The Priesthood
Let’s look at the priesthood together in this column, since we hosted a clergy conference at the parish this past Thursday, Bishop Barres celebrated the 5PM Mass here this weekend, and this upcoming Friday we’re hosting a Diocesan Holy Hour for Vocations.
It goes without saying, I suppose, that the lifestyle of the priest is not all that attractive to young men these days. The priest lives alone - at the place where he works - unmarried and childless. Okay. So, not a great start. But, those facts don’t account for the whole story.
If a young man (or older man, for that matter) is graced to touch that part of Christ’s heart that finds pleasure in sacrificing those goods (the goods of marriage and child bearing, for example), that man will begin to know a secret joy - the joy of the priesthood.
That may contradict popular notions of happiness, but the priesthood is, after all, a mystery gifted to men from above.

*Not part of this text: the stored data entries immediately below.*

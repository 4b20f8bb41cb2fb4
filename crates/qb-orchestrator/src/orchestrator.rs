use std::collections::HashSet;
use std::sync::Arc;
use std::time::Duration;

use chrono::{Duration as ChronoDuration, NaiveDate, Utc};
use qb_common::QuickBuyError;
use qb_repo::{DetailRecord, Repository, ScoreUpdate, Tender};
use qb_rules::{combine, score_phase1, score_phase2, Phase1Input, RulesCache};
use qb_scraper::Scraper;
use tracing::{info, warn};

use crate::listing::parse_listing_item;
use crate::task_runner::ProgressSink;

/// Minimum score a tender needs before its detail page is worth fetching.
const DETAIL_FETCH_MIN_SCORE: i64 = 10;

/// How far back a candidates sweep is allowed to widen its window, so a
/// stale `active_date_range` never causes an unbounded re-crawl.
const MAX_SWEEP_LOOKBACK_DAYS: i64 = 5;

/// Default retention window for the maintenance sweep.
const RETENTION_DAYS: i32 = 30;

const DETAIL_FETCH_PACING: Duration = Duration::from_millis(100);

/// Which tenders a selective update should refresh.
#[derive(Debug, Clone, Copy, PartialEq, Eq, Hash)]
pub enum SelectiveScope {
    /// Re-crawl the active listing window and recompute scores.
    Candidates,
    /// Re-fetch detail and re-score tenders the user has favorited.
    Follow,
    /// Re-fetch detail and re-score tenders the user has bid on.
    Bids,
}

/// Ties the scraper, the rules cache, and the repository together into the
/// handful of named operations the task runner dispatches.
pub struct Orchestrator {
    repo: Repository,
    rules_cache: Arc<RulesCache>,
    scraper: Arc<Scraper>,
}

impl Orchestrator {
    pub fn new(repo: Repository, rules_cache: Arc<RulesCache>, scraper: Arc<Scraper>) -> Self {
        Self {
            repo,
            rules_cache,
            scraper,
        }
    }

    /// Full harvest: crawl the listing window, upsert, recompute every
    /// score, then enrich whatever cleared the detail threshold. Returns the
    /// number of listing items harvested.
    pub async fn full_harvest(
        &self,
        date_from: NaiveDate,
        date_to: NaiveDate,
        max_pages: Option<u32>,
        sink: &ProgressSink,
    ) -> Result<usize, QuickBuyError> {
        sink.text("marking known organisms");
        self.repo
            .mark_all_organisms_seen()
            .await
            .map_err(|e| QuickBuyError::RepositoryTransformFailed(e.to_string()))?;

        sink.text("fetching listing pages");
        let raw_items = self
            .scraper
            .fetch_list(date_from, date_to, max_pages)
            .await
            .map_err(|e| QuickBuyError::ScrapingListFailed(e.to_string()))?;

        if raw_items.is_empty() {
            sink.text("no listing items returned");
            return Ok(0);
        }

        let upserts: Vec<_> = raw_items.iter().filter_map(parse_listing_item).collect();
        sink.text(format!("upserting {} tenders", upserts.len()));
        self.repo
            .bulk_upsert_tenders(&upserts)
            .await
            .map_err(|e| QuickBuyError::RepositoryLoadFailed(e.to_string()))?;

        sink.pct(40);
        self.recompute_all_scores(sink).await?;

        sink.pct(80);
        self.enrich_high_scoring_candidates(sink).await?;

        sink.pct(100);
        Ok(raw_items.len())
    }

    /// Refreshes the rules cache, rescores every tender with phase 1 and,
    /// where detail already exists, phase 2. Only writes rows whose score
    /// actually changed.
    pub async fn recompute_all_scores(&self, sink: &ProgressSink) -> Result<usize, QuickBuyError> {
        self.rules_cache
            .refresh(&self.repo)
            .await
            .map_err(|e| QuickBuyError::RecomputeFailed(e.to_string()))?;
        let snapshot = self.rules_cache.load();

        let candidates = self
            .repo
            .candidates_for_score_recompute()
            .await
            .map_err(|e| QuickBuyError::RecomputeFailed(e.to_string()))?;

        let total = candidates.len();
        let mut updates = Vec::new();
        for (i, candidate) in candidates.iter().enumerate() {
            let phase1 = score_phase1(
                &snapshot,
                &Phase1Input {
                    name: &candidate.name,
                    state_text: &candidate.state_text,
                    organism_name: &candidate.organism_name,
                },
            );
            let phase2 = if candidate.description.is_some() || candidate.products.is_some() {
                score_phase2(&snapshot, candidate.description.as_deref(), candidate.products.as_ref())
            } else {
                Default::default()
            };
            let result = combine(phase1, phase2);

            if result.score != candidate.score {
                updates.push(ScoreUpdate {
                    id: candidate.id,
                    score: result.score,
                    trace: result.trace,
                });
            }

            if i % 500 == 0 {
                sink.text(format!("scored {}/{}", i, total));
                sink.pct(((i as f64 / total.max(1) as f64) * 100.0) as u8);
            }
        }

        let written = updates.len();
        self.repo
            .bulk_update_scores(&updates)
            .await
            .map_err(|e| QuickBuyError::RecomputeFailed(e.to_string()))?;
        info!(total, written, "score recompute complete");
        Ok(written)
    }

    async fn enrich_high_scoring_candidates(&self, sink: &ProgressSink) -> Result<(), QuickBuyError> {
        let candidates = self
            .repo
            .candidates_for_detail_fetch(DETAIL_FETCH_MIN_SCORE)
            .await
            .map_err(|e| QuickBuyError::RepositoryLoadFailed(e.to_string()))?;

        if candidates.is_empty() {
            return Ok(());
        }

        sink.text(format!("enriching {} candidates", candidates.len()));
        let snapshot = self.rules_cache.load();

        for candidate in candidates {
            let detail = match self.scraper.fetch_detail(&candidate.code).await {
                Ok(Some(detail)) => detail,
                Ok(None) => continue,
                Err(e) => {
                    warn!(code = %candidate.code, error = %e, "detail fetch failed, skipping");
                    continue;
                }
            };

            let phase1 = score_phase1(
                &snapshot,
                &Phase1Input {
                    name: &candidate.name,
                    state_text: detail.state_text.as_deref().unwrap_or(""),
                    organism_name: &candidate.organism_name,
                },
            );
            let phase2 = score_phase2(&snapshot, detail.description.as_deref(), detail.products.as_ref());
            let result = combine(phase1, phase2);

            let record = DetailRecord {
                description: detail.description,
                address: detail.address,
                lead_time_days: detail.lead_time_days,
                second_call_close_at: detail.second_call_close_at,
                products: detail.products,
                state_text: detail.state_text,
                state_tag: detail.state_tag,
            };

            self.repo
                .update_detail(&candidate.code, &record, result.score, &result.trace)
                .await
                .map_err(|e| QuickBuyError::RepositoryTransformFailed(e.to_string()))?;

            tokio::time::sleep(DETAIL_FETCH_PACING).await;
        }

        Ok(())
    }

    /// Refreshes a subset of tenders: `candidates` re-crawls the active
    /// listing window, `follow`/`bids` re-fetch detail for tenders the user
    /// is already tracking and fully rescore them against a fresh rules
    /// snapshot.
    pub async fn selective_update(
        &self,
        scopes: &HashSet<SelectiveScope>,
        sink: &ProgressSink,
    ) -> Result<(), QuickBuyError> {
        if scopes.contains(&SelectiveScope::Candidates) {
            self.selective_update_candidates(sink).await?;
        }
        if scopes.contains(&SelectiveScope::Follow) || scopes.contains(&SelectiveScope::Bids) {
            self.selective_update_tracked(scopes, sink).await?;
        }
        Ok(())
    }

    async fn selective_update_candidates(&self, sink: &ProgressSink) -> Result<(), QuickBuyError> {
        let today = Utc::now().date_naive();
        let (min_date, max_date) = match self
            .repo
            .active_date_range()
            .await
            .map_err(|e| QuickBuyError::SelectiveUpdateFailed(e.to_string()))?
        {
            Some((min, max)) => (min, max),
            None => (today, today),
        };

        let floor = today - ChronoDuration::days(MAX_SWEEP_LOOKBACK_DAYS);
        let date_from = min_date.max(floor);
        let date_to = max_date.max(today);

        sink.text("re-crawling active listing window");
        let raw_items = self
            .scraper
            .fetch_list(date_from, date_to, None)
            .await
            .map_err(|e| QuickBuyError::ScrapingListFailed(e.to_string()))?;

        let upserts: Vec<_> = raw_items.iter().filter_map(parse_listing_item).collect();
        self.repo
            .bulk_upsert_tenders(&upserts)
            .await
            .map_err(|e| QuickBuyError::RepositoryLoadFailed(e.to_string()))?;

        self.repo
            .close_expired_locally()
            .await
            .map_err(|e| QuickBuyError::RepositoryTransformFailed(e.to_string()))?;

        self.recompute_all_scores(sink).await?;
        Ok(())
    }

    async fn selective_update_tracked(
        &self,
        scopes: &HashSet<SelectiveScope>,
        sink: &ProgressSink,
    ) -> Result<(), QuickBuyError> {
        sink.text("refreshing session for tracked tenders");
        self.scraper
            .refresh()
            .await
            .map_err(|e| QuickBuyError::ScrapingDetailFailed(e.to_string()))?;

        let mut ordered_ids = Vec::new();
        let mut seen = HashSet::new();

        if scopes.contains(&SelectiveScope::Follow) {
            let followed = self
                .repo
                .followed_query()
                .await
                .map_err(|e| QuickBuyError::SelectiveUpdateFailed(e.to_string()))?;
            push_unique(&mut ordered_ids, &mut seen, &followed);
        }
        if scopes.contains(&SelectiveScope::Bids) {
            let bids = self
                .repo
                .bid_query()
                .await
                .map_err(|e| QuickBuyError::SelectiveUpdateFailed(e.to_string()))?;
            push_unique(&mut ordered_ids, &mut seen, &bids);
        }

        if ordered_ids.is_empty() {
            return Ok(());
        }

        let candidate_rows = self
            .repo
            .score_candidates_for_ids(&ordered_ids)
            .await
            .map_err(|e| QuickBuyError::SelectiveUpdateFailed(e.to_string()))?;
        let snapshot = self.rules_cache.load();

        sink.text(format!("re-fetching detail for {} tracked tenders", ordered_ids.len()));
        for id in &ordered_ids {
            let Some(candidate) = candidate_rows.iter().find(|c| &c.id == id) else {
                continue;
            };

            let detail = match self.scraper.fetch_detail(&candidate.code).await {
                Ok(Some(detail)) => detail,
                Ok(None) => continue,
                Err(e) => {
                    warn!(code = %candidate.code, error = %e, "tracked detail fetch failed, skipping");
                    continue;
                }
            };

            let phase1 = score_phase1(
                &snapshot,
                &Phase1Input {
                    name: &candidate.name,
                    state_text: detail.state_text.as_deref().unwrap_or(&candidate.state_text),
                    organism_name: &candidate.organism_name,
                },
            );
            let phase2 = score_phase2(&snapshot, detail.description.as_deref(), detail.products.as_ref());
            let result = combine(phase1, phase2);

            let record = DetailRecord {
                description: detail.description,
                address: detail.address,
                lead_time_days: detail.lead_time_days,
                second_call_close_at: detail.second_call_close_at,
                products: detail.products,
                state_text: detail.state_text,
                state_tag: detail.state_tag,
            };

            self.repo
                .update_detail(&candidate.code, &record, result.score, &result.trace)
                .await
                .map_err(|e| QuickBuyError::RepositoryTransformFailed(e.to_string()))?;

            tokio::time::sleep(DETAIL_FETCH_PACING).await;
        }

        Ok(())
    }

    /// Closes anything locally expired, then deletes records past the
    /// retention window (favorites are exempt). Returns (closed, deleted).
    pub async fn maintenance_sweep(&self) -> Result<(u64, u64), QuickBuyError> {
        let closed = self
            .repo
            .close_expired_locally()
            .await
            .map_err(|e| QuickBuyError::RepositoryTransformFailed(e.to_string()))?;
        let deleted = self
            .repo
            .sweep_old_records(RETENTION_DAYS)
            .await
            .map_err(|e| QuickBuyError::RepositoryTransformFailed(e.to_string()))?;
        info!(closed, deleted, "maintenance sweep complete");
        Ok((closed, deleted))
    }
}

fn push_unique(ordered_ids: &mut Vec<uuid::Uuid>, seen: &mut HashSet<uuid::Uuid>, tenders: &[Tender]) {
    for tender in tenders {
        if seen.insert(tender.id) {
            ordered_ids.push(tender.id);
        }
    }
}
pub mod cache;
pub mod normalize;
pub mod score;
pub mod snapshot;

pub use cache::{RulesCache, RulesSource};
pub use normalize::normalize;
pub use score::{combine, score_phase1, score_phase2, Phase1Input, ScoreResult, REJECTED_SCORE, SECOND_CALL_BONUS};
pub use snapshot::{KeywordRule, OrganismRuleKind, RulesCacheSnapshot};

So I don’t think we priests need to pitch it by saying things like, “Well, I get to have fun too,” or, “This life is how I find personal fulfillment.”
Those things may be true, but they are not the reason a man becomes a priest. The only reason to become a priest is because the man perceives in his heart a call (a vocation) from God. Even then, he entrusts the judgement of that call to the Church through the seminary.
So, the priesthood does not conform to this world’s way of conceiving things. It is, as Pope John Paul II (who died 20 years ago this past Wednesday) was fond of saying, a gift to the man and to the world. The priesthood is a sign of God’s love for the world.
That, at least, has been my heart: that a man answers the call to the priesthood not because he hates the world, but because he loves the world. God does not send priests into the world to condemn the world, but that the world might be saved through them.
It is by participating deeply in the death of Christ that a man can be this for the world. We talk a lot about imitating Christ; and there’s something to be said for that. But we forget that God is calling us to become one with Christ, which is something even more.
It may sound pietistic, or just abstract, but I don’t mean it to be. In fact, the whole point of the priesthood is to incarnate the love of God - to allow it to become a living reality in our towns and parishes - to allow Christ, even now, to become flesh and to dwell among us.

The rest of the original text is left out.